Uneasy obsessions with sensuality, elegance, and manners; a growing sense of its own decay, mortality, and irrelevance; a recognition of the power of irrationality — all of these characterize fin de siècle Vienna. Vienna in 1900 was both symptom and landmark of modernity. The self-conscious and ironic grace of Viennese culture both obscured the role of the irrational and made it possible for that same irrationality to spring forth in the novels and plays of Schnitzler and Hofmannsthal, the psychiatric work of Freud on dreams and neurosis, the paintings and drawings of Klimt and Schiele, the atonal music of Schoenberg, Webern, and Berg. All of these figures were reviled to some greater or lesser extent by the traditionalists among the Viennese, but from nowhere else, and at no other time, could these figures have emerged. By 1918, the Habsburg monarchy and this same Vienna were dead, though its phosphorescent decay would glow in both Austria and in Germany until 1933.
Freud recognized Schnitzler (also a medical doctor) as a colleague and observer, and along with Schiele and Klimt perceived eroticism within this Old World elegance as inescapable but, unlike our own time, fully cognizant of the body’s own mortality. Klimt’s serpent-women rendered eroticism a part of sensualized nature; Schiele’s crabbed but vulnerable and provocative bodies stared out at the viewer, daring that viewer to look away rather than enter the perspective of the subject. That the suppression of this eroticism would give rise to hypocrisy was obvious; but there was a special appeal, erotic itself, to bearing in mind constantly and simultaneously the activities that went on in the ballroom and behind the closed doors of the bedroom. Social elegance suggested sexual and erotic elegance — but this was the culture of the shared secret, not the exploitation of the erotic and sexual for public titillation. Perhaps there was greater sensual freedom as a result. And, contrary to the arrogant assumptions of our contemporary cult of youth, the more an individual matured, the greater his or her ability to appreciate the possibilities of sensuality, which could be said to mature as well.
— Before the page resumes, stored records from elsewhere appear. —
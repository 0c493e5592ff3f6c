//! Core types for ormerge.
//!
//! This crate provides the building blocks the unit of work operates on:
//!
//! - `Value` for identifiers, versions and scalar properties
//! - `EntityMetadata` describing identifiers, versions, associations and cascades
//! - `EntityStore` arena addressed by `EntityRef` handles
//! - `EntityPersister` and the `PersisterRegistry`
//! - `Datastore` trait for the storage collaborator, with an in-memory implementation

pub mod datastore;
pub mod error;
pub mod metadata;
pub mod persister;
pub mod store;
pub mod value;

pub use datastore::{Datastore, DatastoreCounters, InMemoryDatastore, Row, StoredValue};
pub use error::{
    ConfigError, DatastoreError, Error, IdentifierGenerationError, MappingError, MappingErrorKind,
    MergeError, MergeErrorKind, PersistenceError, PersistenceErrorKind, Result,
};
pub use metadata::{
    CascadeKind, CascadePoint, CascadeStyle, EntityMetadata, ForeignKeyDirection, IdGeneration,
    IdentifierMetadata, PropertyKind, PropertyMetadata, UnsavedValue, VersionMetadata,
};
pub use persister::{EntityKey, EntityPersister, PersisterRegistry, StandardPersister};
pub use store::{
    CollectionValue, DirtyTracker, EntityData, EntityRef, EntityStore, LazyProxy, PropertyValue,
    Slot,
};
pub use value::Value;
Design and style were central obsessions to the Viennese of the turn of the century; the care taken with simple household objects by the Wiener Werkstätte paralleled the care taken with the self-conscious design and style of the human bodies that inhabited those households: the body (both male and female) as aestheticized display object, adorned and unadorned. Few of Klimt’s and Schiele’s figures are wholly nude; they are draped in gold, or wear stockings, though the unadorned figures are easily imagined, even suggested by their apparel. No wonder either then that theatre was, of all the arts except music, of the greatest importance to the Viennese — it was there that styles were set, that self-presentation achieved its greatest mastery and mystery. The Ringstrasse, Vienna’s most theatrical architectual feature, is itself a masterpiece of duplicity — the Baroque to Classical to Gothic to Jugenstil buildings were all constructed in the mid-nineteenth century. Vienna was, simultaneously, dream and nightmare. Perhaps that is its dangerous attraction.
Fin de siècle Vienna, c’est moi? No, that’s foolish. It is of both greater and lesser comfort, though, to recognize something of oneself in a dead historical era. It explains affinities, intellectual and emotional, even if ultimately I can come to no final conclusions.